"""

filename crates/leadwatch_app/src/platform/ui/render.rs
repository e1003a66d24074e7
//! Plain-terminal rendering of the view model.
//!
//! The renderer keeps the last view it printed and only writes what changed:
//! console status flips, log lines not yet shown, per-lead progress and
//! notifications.

use std::io::{self, Write};

use chrono::Local;
use leadwatch_core::{
    AppViewModel, ConsoleLine, LeadRowView, LineKind, Notification, NotifyLevel,
};

pub struct TerminalRenderer<W: Write> {
    out: W,
    last: AppViewModel,
}

impl<W: Write> TerminalRenderer<W> {
    pub fn new(out: W) -> Self {
        Self {
            out,
            last: AppViewModel::default(),
        }
    }

    pub fn into_inner(self) -> W {
        self.out
    }

    pub fn render(&mut self, view: &AppViewModel) -> io::Result<()> {
        if view.console_status != self.last.console_status {
            writeln!(self.out, "── Console: {}", view.console_status.label())?;
        }

        let fresh = unseen_suffix(&self.last.console_lines, &view.console_lines);
        for line in fresh {
            writeln!(self.out, "{}", format_line(line))?;
        }

        for lead in &view.leads {
            let previous = self
                .last
                .leads
                .iter()
                .find(|l| l.lead_id == lead.lead_id)
                .cloned();
            if previous.as_ref() != Some(lead) {
                self.render_lead(lead, previous.as_ref())?;
            }
        }

        self.out.flush()?;
        self.last = view.clone();
        Ok(())
    }

    pub fn notify(&mut self, notification: &Notification) -> io::Result<()> {
        let icon = match notification.level {
            NotifyLevel::Success => "✅",
            NotifyLevel::Error => "❌",
            NotifyLevel::Info => "ℹ️",
        };
        writeln!(
            self.out,
            "{} {} {}",
            Local::now().format("%H:%M:%S"),
            icon,
            notification.message
        )?;
        self.out.flush()
    }

    fn render_lead(&mut self, lead: &LeadRowView, previous: Option<&LeadRowView>) -> io::Result<()> {
        if lead.enriching {
            if !previous.is_some_and(|p| p.enriching) {
                writeln!(self.out, "⏳ {} enriching…", lead.label)?;
            }
            return Ok(());
        }
        if previous.is_some_and(|p| !p.enriching && p.managers == lead.managers) {
            return Ok(());
        }
        writeln!(self.out, "💼 Managers at {} ({})", lead.label, lead.managers.len())?;
        for manager in &lead.managers {
            let name = manager.name.as_deref().unwrap_or("Unknown");
            let title = manager.title.as_deref().unwrap_or("");
            let mut row = format!("   • {name}");
            if !title.is_empty() {
                row.push_str(&format!(" | {title}"));
            }
            if let Some(email) = manager.email.as_deref() {
                row.push_str(&format!(" | {email}"));
            }
            if let Some(url) = manager.profile_url.as_deref() {
                row.push_str(&format!(" | {url}"));
            }
            writeln!(self.out, "{row}")?;
        }
        Ok(())
    }
}

/// Lines of `next` that were not already printed.
///
/// Snapshots are whole logs, not deltas: the longest suffix of `previous`
/// that is a prefix of `next` is treated as already shown.
fn unseen_suffix<'a>(previous: &[ConsoleLine], next: &'a [ConsoleLine]) -> &'a [ConsoleLine] {
    let max_overlap = previous.len().min(next.len());
    let overlap = (0..=max_overlap)
        .rev()
        .find(|&k| previous[previous.len() - k..] == next[..k])
        .unwrap_or(0);
    &next[overlap..]
}

fn format_line(line: &ConsoleLine) -> String {
    let marker = match line.kind {
        LineKind::Plain => " ",
        LineKind::Success => "+",
        LineKind::Warning => "!",
        LineKind::Important => "*",
    };
    match &line.timestamp {
        Some(ts) => format!("{marker} {ts}{}", line.text),
        None => format!("{marker} {}", line.text),
    }
}

#[cfg(test)]
mod tests {
    use super::*;
    use leadwatch_core::classify_line;

    fn lines(raw: &[&str]) -> Vec<ConsoleLine> {
        raw.iter().map(|l| classify_line(l)).collect()
    }

    #[test]
    fn growing_log_prints_only_new_lines() {
        let previous = lines(&["a", "b"]);
        let next = lines(&["a", "b", "c"]);
        assert_eq!(unseen_suffix(&previous, &next), &next[2..]);
    }

    #[test]
    fn sliding_window_prints_only_new_tail() {
        let previous = lines(&["a", "b", "c"]);
        let next = lines(&["b", "c", "d", "e"]);
        assert_eq!(unseen_suffix(&previous, &next), &next[2..]);
    }

    #[test]
    fn unrelated_log_prints_everything() {
        let previous = lines(&["a"]);
        let next = lines(&["x", "y"]);
        assert_eq!(unseen_suffix(&previous, &next), &next[..]);
    }

    #[test]
    fn status_and_lines_are_written_once() {
        let mut renderer = TerminalRenderer::new(Vec::new());
        let view = AppViewModel {
            console_status: leadwatch_core::ConsoleStatus::Live,
            console_lines: lines(&["[10:00:00] SCRAPER START"]),
            ..AppViewModel::default()
        };
        renderer.render(&view).unwrap();
        renderer.render(&view).unwrap();

        let text = String::from_utf8(renderer.into_inner()).unwrap();
        assert_eq!(text.matches("Live: Syncing...").count(), 1);
        assert_eq!(text.matches("SCRAPER START").count(), 1);
        assert!(text.contains("* [10:00:00] SCRAPER START"));
    }
}
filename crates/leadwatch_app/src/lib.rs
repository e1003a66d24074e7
//! Leadwatch terminal front end: configuration, dispatcher and effect runner.
pub mod platform;
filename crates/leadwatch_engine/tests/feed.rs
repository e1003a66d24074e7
use std::time::Duration;

use leadwatch_engine::{ApiClient, ApiError, ApiSettings, LogFeed, ReqwestLogFeed};
use serde_json::json;
use wiremock::matchers::{method, path};
use wiremock::{Mock, MockServer, ResponseTemplate};

fn feed_for(server: &MockServer) -> ReqwestLogFeed {
    let settings = ApiSettings {
        base_url: server.uri(),
        feed_timeout: Duration::from_millis(200),
        ..ApiSettings::default()
    };
    ReqwestLogFeed::new(ApiClient::new(settings).expect("client"))
}

#[tokio::test]
async fn feed_reads_configured_stream() {
    let server = MockServer::start().await;
    Mock::given(method("GET"))
        .and(path("/debug/status"))
        .respond_with(ResponseTemplate::new(200).set_body_json(json!({
            "logs": {
                "scraper_debug.log": ["[10:00:00] SCRAPER START", "ACTION REQUIRED: enter code"],
                "agent.log": ["unrelated"]
            }
        })))
        .mount(&server)
        .await;

    let snapshot = feed_for(&server).fetch_snapshot().await.expect("snapshot");
    assert_eq!(snapshot.stream, "scraper_debug.log");
    assert_eq!(
        snapshot.lines,
        vec!["[10:00:00] SCRAPER START", "ACTION REQUIRED: enter code"]
    );
}

#[tokio::test]
async fn missing_stream_is_an_empty_snapshot() {
    let server = MockServer::start().await;
    Mock::given(method("GET"))
        .and(path("/debug/status"))
        .respond_with(ResponseTemplate::new(200).set_body_json(json!({ "status": "ok" })))
        .mount(&server)
        .await;

    let snapshot = feed_for(&server).fetch_snapshot().await.expect("snapshot");
    assert!(snapshot.lines.is_empty());
}

#[tokio::test]
async fn http_error_skips_the_cycle() {
    let server = MockServer::start().await;
    Mock::given(method("GET"))
        .and(path("/debug/status"))
        .respond_with(ResponseTemplate::new(503))
        .mount(&server)
        .await;

    let feed = feed_for(&server);
    assert_eq!(
        feed.try_fetch().await.unwrap_err(),
        ApiError::HttpStatus {
            status: 503,
            detail: "Server returned 503".to_string()
        }
    );
    assert!(feed.fetch_snapshot().await.is_none());
}

#[tokio::test]
async fn slow_status_times_out_and_skips_the_cycle() {
    let server = MockServer::start().await;
    Mock::given(method("GET"))
        .and(path("/debug/status"))
        .respond_with(
            ResponseTemplate::new(200)
                .set_delay(Duration::from_millis(500))
                .set_body_json(json!({ "logs": [] })),
        )
        .mount(&server)
        .await;

    let feed = feed_for(&server);
    assert_eq!(feed.try_fetch().await.unwrap_err(), ApiError::Timeout);
    assert!(feed.fetch_snapshot().await.is_none());
}

#[tokio::test]
async fn unreachable_host_skips_the_cycle() {
    let settings = ApiSettings {
        base_url: "http://127.0.0.1:9".to_string(),
        connect_timeout: Duration::from_millis(200),
        feed_timeout: Duration::from_millis(200),
        ..ApiSettings::default()
    };
    let feed = ReqwestLogFeed::new(ApiClient::new(settings).expect("client"));
    assert!(feed.fetch_snapshot().await.is_none());
}

#[test]
fn invalid_base_url_is_rejected() {
    let settings = ApiSettings {
        base_url: "not a url".to_string(),
        ..ApiSettings::default()
    };
    assert!(matches!(
        ApiClient::new(settings),
        Err(ApiError::InvalidUrl(_))
    ));
}
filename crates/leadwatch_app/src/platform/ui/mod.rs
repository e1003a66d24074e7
pub mod render;
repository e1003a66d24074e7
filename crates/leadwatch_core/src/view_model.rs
use crate::{LeadId, ManagerContact, ResolutionState};

#[derive(Debug, Clone, Copy, PartialEq, Eq, Default)]
pub enum ConsoleStatus {
    Live,
    #[default]
    Inactive,
}

impl ConsoleStatus {
    pub fn label(self) -> &'static str {
        match self {
            ConsoleStatus::Live => "Live: Syncing...",
            ConsoleStatus::Inactive => "Inactive",
        }
    }
}

#[derive(Debug, Clone, Copy, PartialEq, Eq, Default)]
pub enum LineKind {
    #[default]
    Plain,
    Success,
    Warning,
    Important,
}

#[derive(Debug, Clone, PartialEq, Eq)]
pub struct ConsoleLine {
    /// Leading `[...]` prefix, brackets included.
    pub timestamp: Option<String>,
    pub text: String,
    pub kind: LineKind,
}

#[derive(Debug, Clone, PartialEq, Eq)]
pub struct LeadRowView {
    pub lead_id: LeadId,
    pub label: String,
    pub enriching: bool,
    pub managers: Vec<ManagerContact>,
}

#[derive(Debug, Clone, PartialEq, Eq, Default)]
pub struct AppViewModel {
    pub console_status: ConsoleStatus,
    pub console_lines: Vec<ConsoleLine>,
    pub console_cycle: u32,
    pub prompt: ResolutionState,
    pub interrupt_outstanding: bool,
    pub leads: Vec<LeadRowView>,
    pub agent_running: bool,
    pub dirty: bool,
}

/// Splits off a leading `[...]` timestamp and tags the line by its keywords.
///
/// Later rules override earlier ones: a line containing both `DONE` and
/// `ERROR` is a warning.
pub fn classify_line(raw: &str) -> ConsoleLine {
    let mut kind = LineKind::Plain;
    if raw.contains("SUCCESS") || raw.contains("DONE") {
        kind = LineKind::Success;
    }
    if raw.contains("ERROR") || raw.contains("FAILED") {
        kind = LineKind::Warning;
    }
    if raw.contains("SCRAPER START") || raw.contains("Agent started") {
        kind = LineKind::Important;
    }

    let (timestamp, text) = match raw.strip_prefix('[').and_then(|rest| rest.find(']')) {
        Some(close) => {
            let end = close + 2;
            (Some(raw[..end].to_string()), raw[end..].to_string())
        }
        None => (None, raw.to_string()),
    };

    ConsoleLine {
        timestamp,
        text,
        kind,
    }
}
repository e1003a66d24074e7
pub mod app;
pub mod config;
pub mod effects;
pub mod logging;
pub mod prompt;
pub mod ui;

pub use app::{run_app, Dispatcher};
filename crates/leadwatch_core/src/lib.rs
//! Leadwatch core: pure state machine for job monitoring and interrupt handling.
mod effect;
mod interrupt;
mod msg;
mod state;
mod types;
mod update;
mod view_model;

pub use effect::{Effect, Notification, NotifyLevel};
pub use interrupt::{detect, InterruptResolution, ResolutionState, ACTION_REQUIRED_SENTINEL};
pub use msg::Msg;
pub use state::{AppState, Lingers};
pub use types::{
    AgentQuery, LeadId, LeadSummary, LogSnapshot, ManagerContact, PollStopReason, RunId,
    SessionKind,
};
pub use update::update;
pub use view_model::{classify_line, AppViewModel, ConsoleLine, ConsoleStatus, LeadRowView, LineKind};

"""

Each line in the records above that contains the word "ResponseTemplate" must be copied.

RESULT OF THIS EXERCISE
use wiremock::{Mock, MockServer, ResponseTemplate};
        .respond_with(ResponseTemplate::new(200).set_body_json(json!({
        .respond_with(ResponseTemplate::new(200).set_body_json(json!({ "status": "ok" })))
        .respond_with(ResponseTemplate::new(503))
            ResponseTemplate::new(200)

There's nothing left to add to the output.